Thursday, 21 March 2013

What The Okies Do III

In the late 60's and early 70's, I loved Cities In Flight, reread Earthman, Come Home a lot and preferred it to Black Easter. More recently, I have greatly appreciated After Such Knowledge, particularly The Day After Judgement, and have not thought much about Cities for a while. However, on getting back into Cities after comparing Blish's and Anderson's stories of Jovian exploration, I am once again impressed with how rich the series is. Each volume is different and stands on its own feet even though there are problems with fitting them together. Earthman, Come Home has a lot of fast-moving action and adventure in imaginative and well-realized science fiction settings.

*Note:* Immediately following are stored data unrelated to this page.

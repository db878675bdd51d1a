// TUI application state
//
// This module manages the state of the admin console: the active screen,
// one paginated list per resource, the selection handoff that ties the
// restaurant-scoped screens to a chosen restaurant, and the session
// verdict folded from API responses. All mutation happens here; the key
// handler and the views stay thin.

use super::components::Toast;
use super::modal::Modal;
use super::theme::{Theme, ThemeKind};
use crate::api::models::{
    DashboardCounts, Granularity, Report, Reservation, ReservationBucket, Restaurant,
    RestaurantDetail, Review, SortOrder, User,
};
use crate::api::ApiError;
use crate::config::Config;
use crate::logging::LogRing;
use crate::session::Session;
use crate::state::{ListScreen, Pagination, SelectionHandoff};
use crate::worker::{ApiCommand, ApiOutcome};
use std::time::Instant;
use tokio::sync::mpsc;

/// Screens the console can display
#[derive(Debug, Clone, Copy, PartialEq, Eq, Default)]
pub enum AdminView {
    #[default]
    Dashboard,
    Users,
    Restaurants,
    Reservations,
    Reviews,
    Reports,
}

impl AdminView {
    /// Get the next view in cycle
    pub fn next(self) -> Self {
        match self {
            AdminView::Dashboard => AdminView::Users,
            AdminView::Users => AdminView::Restaurants,
            AdminView::Restaurants => AdminView::Reservations,
            AdminView::Reservations => AdminView::Reviews,
            AdminView::Reviews => AdminView::Reports,
            AdminView::Reports => AdminView::Dashboard,
        }
    }

    /// Get the previous view in cycle
    pub fn prev(self) -> Self {
        match self {
            AdminView::Dashboard => AdminView::Reports,
            AdminView::Users => AdminView::Dashboard,
            AdminView::Restaurants => AdminView::Users,
            AdminView::Reservations => AdminView::Restaurants,
            AdminView::Reviews => AdminView::Reservations,
            AdminView::Reports => AdminView::Reviews,
        }
    }

    /// Get display name for the title and status bars
    pub fn name(&self) -> &'static str {
        match self {
            AdminView::Dashboard => "Dashboard",
            AdminView::Users => "Members",
            AdminView::Restaurants => "Restaurants",
            AdminView::Reservations => "Reservations",
            AdminView::Reviews => "Reviews",
            AdminView::Reports => "Reports",
        }
    }

    /// Screens that only make sense with a restaurant picked on the
    /// Restaurants screen
    pub fn is_dependent(&self) -> bool {
        matches!(
            self,
            AdminView::Reservations | AdminView::Reviews | AdminView::Reports
        )
    }
}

The adverse criticisms of Cities are that:

(i) the Chronology is big time inconsistent;
(ii) we are shown conversations of three individuals in the mayor's office but not the life of the flying city;
(iii) there is a major question as to why the cities need paid work since they seem to be self-sufficient.

(i) is undeniable. Indeed, I have drawn attention to the anomaly of the Hevians which was simply not mentioned when an attempt was made to harmonise dates. I cannot accept Richard D Mullen's explanation that the texts are partly mythologized history with the truth somewhere behind the myths (Cities In Flight, London, 1981, p. 599). They read like (fictitious) real history to me.

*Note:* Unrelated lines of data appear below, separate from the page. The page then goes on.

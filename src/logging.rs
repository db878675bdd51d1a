// Logging module - subscriber setup and in-memory log capture
//
// A custom tracing layer feeds a bounded ring of recent events that the
// logs panel reads each frame. Writing logs straight to stdout would break
// through the alternate screen buffer and garble the display. Headless
// runs log to stdout normally, and rotating JSON log files can be layered
// on top.

use crate::config::{Config, LogRotation, LoggingConfig};
use chrono::{DateTime, Utc};
use std::collections::VecDeque;
use std::sync::{Arc, Mutex};
use tracing::{Level, Subscriber};
use tracing_appender::non_blocking::{NonBlocking, WorkerGuard};
use tracing_subscriber::layer::Context;
use tracing_subscriber::{layer::SubscriberExt, util::SubscriberInitExt, EnvFilter, Layer};

/// Entries kept in memory; older ones fall off the front
const RING_CAPACITY: usize = 1000;

/// A single log event captured from tracing
#[derive(Debug, Clone)]
pub struct LogEntry {
    pub timestamp: DateTime<Utc>,
    pub level: LogLevel,
    /// The tracing target (module path)
    pub target: String,
    pub message: String,
}

/// Log level for display
#[derive(Debug, Clone, Copy, PartialEq, Eq)]
pub enum LogLevel {
    Error,
    Warn,
    Info,
    Debug,
    Trace,
}

impl From<Level> for LogLevel {
    fn from(level: Level) -> Self {
        match level {
            Level::ERROR => LogLevel::Error,
            Level::WARN => LogLevel::Warn,
            Level::INFO => LogLevel::Info,
            Level::DEBUG => LogLevel::Debug,
            Level::TRACE => LogLevel::Trace,
        }
    }
}

impl LogLevel {
    /// Get the display string for this log level
    pub fn as_str(&self) -> &str {
        match self {
            LogLevel::Error => "ERROR",
            LogLevel::Warn => "WARN",
            LogLevel::Info => "INFO",
            LogLevel::Debug => "DEBUG",
            LogLevel::Trace => "TRACE",
        }
    }
}

/// Bounded in-memory ring of recent log entries.
///
/// Cloning shares the underlying ring, so the subscriber layer and the
/// logs panel see the same entries.
#[derive(Clone)]
pub struct LogRing {
    entries: Arc<Mutex<VecDeque<LogEntry>>>,
}

impl LogRing {
    pub fn new() -> Self {
        Self {
            entries: Arc::new(Mutex::new(VecDeque::with_capacity(RING_CAPACITY))),
        }
    }

    /// Append an entry, dropping the oldest when the ring is full
    pub fn push(&self, entry: LogEntry) {
        let mut entries = self.entries.lock().unwrap();
        while entries.len() >= RING_CAPACITY {
            entries.pop_front();
        }
        entries.push_back(entry);
    }

    /// The newest `limit` entries, oldest first
    pub fn tail(&self, limit: usize) -> Vec<LogEntry> {
        let entries = self.entries.lock().unwrap();
        let skip = entries.len().saturating_sub(limit);
        entries.iter().skip(skip).cloned().collect()
    }
}

impl Default for LogRing {
    fn default() -> Self {
        Self::new()
    }
}

/// Tracing layer that copies every event into a [`LogRing`]
pub struct RingLayer {
    ring: LogRing,
}

impl RingLayer {
    pub fn new(ring: LogRing) -> Self {
        Self { ring }
    }
}

impl<S> Layer<S> for RingLayer
where
    S: Subscriber,
{
    fn on_event(&self, event: &tracing::Event<'_>, _ctx: Context<'_, S>) {
        let mut message = String::new();
        event.record(&mut MessageField(&mut message));

        self.ring.push(LogEntry {
            timestamp: Utc::now(),
            level: LogLevel::from(*event.metadata().level()),
            target: event.metadata().target().to_string(),
            message,
        });
    }
}

/// Visitor that keeps only the `message` field of an event
struct MessageField<'a>(&'a mut String);

impl<'a> tracing::field::Visit for MessageField<'a> {
    fn record_debug(&mut self, field: &tracing::field::Field, value: &dyn std::fmt::Debug) {
        if field.name() != "message" {
            return;
        }
        let rendered = format!("{:?}", value);
        // Strip the quotes Debug adds around plain strings
        let trimmed = rendered
            .strip_prefix('"')
            .and_then(|r| r.strip_suffix('"'))
            .unwrap_or(&rendered);
        self.0.push_str(trimmed);
    }
}

/// Initialize the global tracing subscriber.
///
/// TUI runs capture events into the ring the logs panel reads; headless
/// runs log to stdout. File logging, when enabled, adds a JSON layer with
/// the configured rotation. The returned guard must stay alive until exit
/// so buffered file writes flush.
///
/// Filter precedence: RUST_LOG env var > config file level > "info".
pub fn init_tracing(config: &Config, ring: &LogRing) -> Option<WorkerGuard> {
    let default_filter = format!("maitred={}", config.logging.level);
    let filter = EnvFilter::try_from_default_env().unwrap_or_else(|_| default_filter.into());

    // The file layer is optional; Option<Layer> composes as a no-op when absent
    let (file_layer, guard) = match file_writer(&config.logging) {
        Some((writer, guard)) => (
            Some(
                tracing_subscriber::fmt::layer()
                    .json()
                    .with_writer(writer)
                    .with_ansi(false),
            ),
            Some(guard),
        ),
        None => (None, None),
    };

    let base = tracing_subscriber::registry().with(file_layer).with(filter);

    if config.enable_tui {
        base.with(RingLayer::new(ring.clone())).init();
    } else {
        base.with(tracing_subscriber::fmt::layer()).init();
    }

    guard
}

/// Build the rotating non-blocking file writer, if file logging is enabled
fn file_writer(logging: &LoggingConfig) -> Option<(NonBlocking, WorkerGuard)> {
    if !logging.file_enabled {
        return None;
    }

    if let Err(e) = std::fs::create_dir_all(&logging.file_dir) {
        eprintln!(
            "Warning: Could not create log directory {:?}: {}",
            logging.file_dir, e
        );
        return None;
    }

    let appender = match logging.file_rotation {
        LogRotation::Hourly => {
            tracing_appender::rolling::hourly(&logging.file_dir, &logging.file_prefix)
        }
        LogRotation::Daily => {
            tracing_appender::rolling::daily(&logging.file_dir, &logging.file_prefix)
        }
        LogRotation::Never => {
            tracing_appender::rolling::never(&logging.file_dir, &logging.file_prefix)
        }
    };

    Some(tracing_appender::non_blocking(appender))
}

#[cfg(test)]
mod tests {
    use super::*;

    fn entry(message: &str) -> LogEntry {
        LogEntry {
            timestamp: Utc::now(),
            level: LogLevel::Info,
            target: "maitred::test".to_string(),
            message: message.to_string(),
        }
    }

    #[test]
    fn test_ring_drops_oldest_at_capacity() {
        let ring = LogRing::new();
        for i in 0..RING_CAPACITY + 5 {
            ring.push(entry(&format!("event {}", i)));
        }
        let all = ring.tail(usize::MAX);
        assert_eq!(all.len(), RING_CAPACITY);
        assert_eq!(all[0].message, "event 5");
    }

    #[test]
    fn test_tail_returns_newest_oldest_first() {
        let ring = LogRing::new();
        ring.push(entry("first"));
        ring.push(entry("second"));
        ring.push(entry("third"));
        let tail = ring.tail(2);
        assert_eq!(tail.len(), 2);
        assert_eq!(tail[0].message, "second");
        assert_eq!(tail[1].message, "third");
    }

    #[test]
    fn test_tail_with_large_limit_returns_everything() {
        let ring = LogRing::new();
        ring.push(entry("only"));
        assert_eq!(ring.tail(50).len(), 1);
    }

    #[test]
    fn test_level_display_names() {
        assert_eq!(LogLevel::from(Level::ERROR).as_str(), "ERROR");
        assert_eq!(LogLevel::from(Level::TRACE).as_str(), "TRACE");
    }
}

(ii) is undeniable. A whole 'nother series needs to be written.

I have tried to reply to (iii) in "What The Okies Do II."

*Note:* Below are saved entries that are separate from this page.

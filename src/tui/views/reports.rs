// Reports view
//
// Read-only listing of review reports filed against the selected
// restaurant. Handling happens elsewhere in the platform; the console
// shows the queue and each report's processing state.

use crate::api::models::Report;
use crate::tui::app::App;
use crate::tui::components;
use crate::util::pad_to_width;
use ratatui::{
    layout::{Constraint, Direction, Layout, Rect},
    style::{Color, Modifier, Style},
    text::{Line, Span},
    widgets::{Block, Borders, List, ListItem, Paragraph},
    Frame,
};

pub fn render(f: &mut Frame, area: Rect, app: &App) {
    if app.handoff.get().is_none() {
        super::render_needs_selection(f, area, app, "reports");
        return;
    }

    let chunks = Layout::default()
        .direction(Direction::Vertical)
        .constraints([
            Constraint::Length(1),
            Constraint::Min(3),
            Constraint::Length(1),
        ])
        .split(area);

    super::render_restaurant_header(f, chunks[0], app);
    render_list(f, chunks[1], app);
    components::render_pagination(f, chunks[2], &app.reports.pagination, &app.theme);
}

/// The backend stores the processing state as free text; only the two
/// states the operators actually set get a color
fn status_badge_color(status: &str, app: &App) -> Color {
    match status {
        "처리중" => app.theme.warn,
        "완료" => app.theme.ok,
        _ => app.theme.muted,
    }
}

fn render_list(f: &mut Frame, area: Rect, app: &App) {
    let block = Block::default()
        .borders(Borders::ALL)
        .border_type(app.theme.border_type)
        .border_style(Style::default().fg(app.theme.border))
        .title(" Reports ")
        .title_bottom(Line::from(" ←→ page │ [ ] group ").centered());

    let inner = block.inner(area);
    f.render_widget(block, area);
    if inner.height < 2 {
        return;
    }

    let header_area = Rect::new(inner.x, inner.y, inner.width, 1);
    let rows_area = Rect::new(inner.x, inner.y + 1, inner.width, inner.height - 1);

    let header = format!(
        " {} {} {} {} {} {}",
        pad_to_width("ID", 6),
        pad_to_width("REPORTER", 14),
        pad_to_width("STATUS", 10),
        pad_to_width("DATE", 13),
        pad_to_width("REASON", 16),
        "REPORTED REVIEW"
    );
    f.render_widget(
        Paragraph::new(header).style(
            Style::default()
                .fg(app.theme.muted)
                .add_modifier(Modifier::BOLD),
        ),
        header_area,
    );

    if app.reports.rows.is_empty() {
        super::render_list_placeholder(
            f,
            rows_area,
            app,
            app.reports.loading,
            "No reports for this restaurant",
        );
        return;
    }

    let height = rows_area.height as usize;
    let offset = if app.reports.cursor >= height {
        app.reports.cursor + 1 - height
    } else {
        0
    };

    let items: Vec<ListItem> = app
        .reports
        .rows
        .iter()
        .enumerate()
        .skip(offset)
        .take(height)
        .map(|(i, report)| row_item(report, app, i == app.reports.cursor))
        .collect();

    f.render_widget(List::new(items), rows_area);
}

fn row_item<'a>(report: &Report, app: &App, selected: bool) -> ListItem<'a> {
    let id = pad_to_width(&format!("#{}", report.report_id), 6);
    let reporter = pad_to_width(&report.user_name, 14);
    // Fresh reports can arrive before an operator sets a processing state
    let status_text = if report.status.is_empty() {
        "알 수 없음"
    } else {
        report.status.as_str()
    };
    let status = pad_to_width(status_text, 10);
    let date = pad_to_width(&report.created_at.format("%b %d, %Y").to_string(), 13);
    let reason = pad_to_width(&report.reason, 16);

    if selected {
        return ListItem::new(format!(
            " {} {} {} {} {} {}",
            id, reporter, status, date, reason, report.review_content
        ))
        .style(
            Style::default()
                .fg(app.theme.selection_fg)
                .bg(app.theme.selection)
                .add_modifier(Modifier::BOLD),
        );
    }

    ListItem::new(Line::from(vec![
        Span::raw(" "),
        Span::styled(id, Style::default().fg(app.theme.muted)),
        Span::raw(" "),
        Span::styled(reporter, Style::default().fg(app.theme.foreground)),
        Span::raw(" "),
        Span::styled(
            status,
            Style::default().fg(status_badge_color(&report.status, app)),
        ),
        Span::raw(" "),
        Span::styled(date, Style::default().fg(app.theme.muted)),
        Span::raw(" "),
        Span::styled(reason, Style::default().fg(app.theme.warn)),
        Span::raw(" "),
        Span::styled(
            report.review_content.clone(),
            Style::default().fg(app.theme.muted),
        ),
    ]))
}
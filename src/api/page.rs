// Canonical page shape for list endpoints
//
// The backend answers list requests in two different envelopes depending on
// the controller:
//
//   {"list": [...], "total": 57}            restaurants, reservations, ...
//   {"content": [...], "totalPages": 8}     membership (Spring Data style)
//
// Both are normalized into `Page<T>` here so nothing downstream ever
// branches on response shape.

use serde::Deserialize;

/// One page of rows plus the total row count across all pages
#[derive(Debug, Clone, PartialEq)]
pub struct Page<T> {
    pub items: Vec<T>,
    pub total: u64,
}

impl<T> Default for Page<T> {
    fn default() -> Self {
        Self {
            items: Vec::new(),
            total: 0,
        }
    }
}

/// Wire envelopes for paged responses
#[derive(Debug, Deserialize)]
#[serde(untagged)]
pub(crate) enum RawPage<T> {
    /// `{list, total}` with an exact row count
    Counted { list: Vec<T>, total: u64 },

    /// `{content, totalPages}` which only reports the page count. A row
    /// total is synthesized as `totalPages * page_size`; under ceiling
    /// division that recomputes to the same number of pages.
    Paged {
        content: Vec<T>,
        #[serde(rename = "totalPages")]
        total_pages: u64,
    },
}

impl<T> RawPage<T> {
    /// Normalize to the canonical shape. `page_size` is the size this
    /// request asked for and is only used for the synthesized total.
    pub(crate) fn normalize(self, page_size: u32) -> Page<T> {
        match self {
            RawPage::Counted { list, total } => Page { items: list, total },
            RawPage::Paged {
                content,
                total_pages,
            } => Page {
                items: content,
                total: total_pages * page_size as u64,
            },
        }
    }
}

#[cfg(test)]
mod tests {
    use super::*;
    use crate::state::pagination::Pagination;

    fn decode(json: &str) -> RawPage<u32> {
        serde_json::from_str(json).unwrap()
    }

    #[test]
    fn test_counted_envelope() {
        let page = decode(r#"{"list": [1, 2, 3], "total": 57}"#).normalize(8);
        assert_eq!(page.items, vec![1, 2, 3]);
        assert_eq!(page.total, 57);
    }

    #[test]
    fn test_paged_envelope_synthesizes_total() {
        let page = decode(r#"{"content": [9], "totalPages": 8}"#).normalize(8);
        assert_eq!(page.items, vec![9]);
        assert_eq!(page.total, 64);
    }

    #[test]
    fn test_both_envelopes_yield_same_page_count() {
        // 57 rows at size 8 is 8 pages; the paged envelope reports 8 directly
        let counted = decode(r#"{"list": [], "total": 57}"#).normalize(8);
        let paged = decode(r#"{"content": [], "totalPages": 8}"#).normalize(8);

        let mut a = Pagination::new();
        a.set_total_pages_from(counted.total, 8);
        let mut b = Pagination::new();
        b.set_total_pages_from(paged.total, 8);
        assert_eq!(a.total_pages(), b.total_pages());
        assert_eq!(a.total_pages(), 8);
    }

    #[test]
    fn test_empty_counted() {
        let page = decode(r#"{"list": [], "total": 0}"#).normalize(8);
        assert!(page.items.is_empty());
        assert_eq!(page.total, 0);
    }
}
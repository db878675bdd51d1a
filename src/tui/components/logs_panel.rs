//! Log tail under the active view, toggled with `L`.
//!
//! Always follows the newest entries; the full history stays available
//! in the log files when file logging is enabled.

use crate::logging::LogLevel;
use crate::tui::app::App;
use ratatui::{
    layout::Rect,
    style::Style,
    widgets::{Block, Borders, List, ListItem},
    Frame,
};

/// Render the newest log entries that fit in the panel
pub fn render(f: &mut Frame, area: Rect, app: &App) {
    let visible = area.height.saturating_sub(2) as usize;
    let entries = app.log_buffer.tail(visible);

    let items: Vec<ListItem> = entries
        .iter()
        .map(|entry| {
            let formatted = format!(
                "[{}] {:5} {}",
                entry.timestamp.format("%H:%M:%S"),
                entry.level.as_str(),
                entry.message
            );
            ListItem::new(formatted).style(log_level_style(&entry.level, app))
        })
        .collect();

    let list = List::new(items).block(
        Block::default()
            .borders(Borders::ALL)
            .border_type(app.theme.border_type)
            .border_style(Style::default().fg(app.theme.border))
            .title(" System Logs "),
    );

    f.render_widget(list, area);
}

fn log_level_style(level: &LogLevel, app: &App) -> Style {
    let color = match level {
        LogLevel::Error => app.theme.log_error,
        LogLevel::Warn => app.theme.log_warn,
        LogLevel::Info => app.theme.log_info,
        LogLevel::Debug => app.theme.log_debug,
        LogLevel::Trace => app.theme.log_trace,
    };
    Style::default().fg(color)
}
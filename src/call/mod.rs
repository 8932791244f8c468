//! The call as the user drives it: status, enabled controls, and the
//! controller that owns media and connections for the duration of a call.
pub mod call_controller;
pub mod call_error;
pub mod call_event;
pub mod call_session;
pub mod call_status;
pub mod control_state;
pub mod render_sink;

pub use call_controller::CallController;
pub use call_error::CallError;
pub use call_event::CallEvent;
pub use call_status::CallStatus;
pub use control_state::ControlState;
pub use render_sink::{LogRenderSink, MemoryRenderSink, RenderSink};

Non-technical readers, of whom I am one, tend to accept that the author gets the technological background right but I am now rereading and paying close attention to this aspect. Amalfi says that New York's business is petroleum geology. The cop interrogating him replies that petroleum geology is not a business for Okies because they all need to mine and crack oil in order to eat. Again, this raises the question, at least in our minds: can they not survive by mining oil on uninhabited planets? Amalfi insists that, "'We trace and develop petroleum sources for planets which need the material'." (p. 339) I think that inhabitable planets with mine-able oil deposits will be rare and might well all be occupied by the time we are talking about so it makes sense that an Okie will have to negotiate with a planet's occupants, receiving, in return for services rendered, either payment in Oc dollars or permission to mine.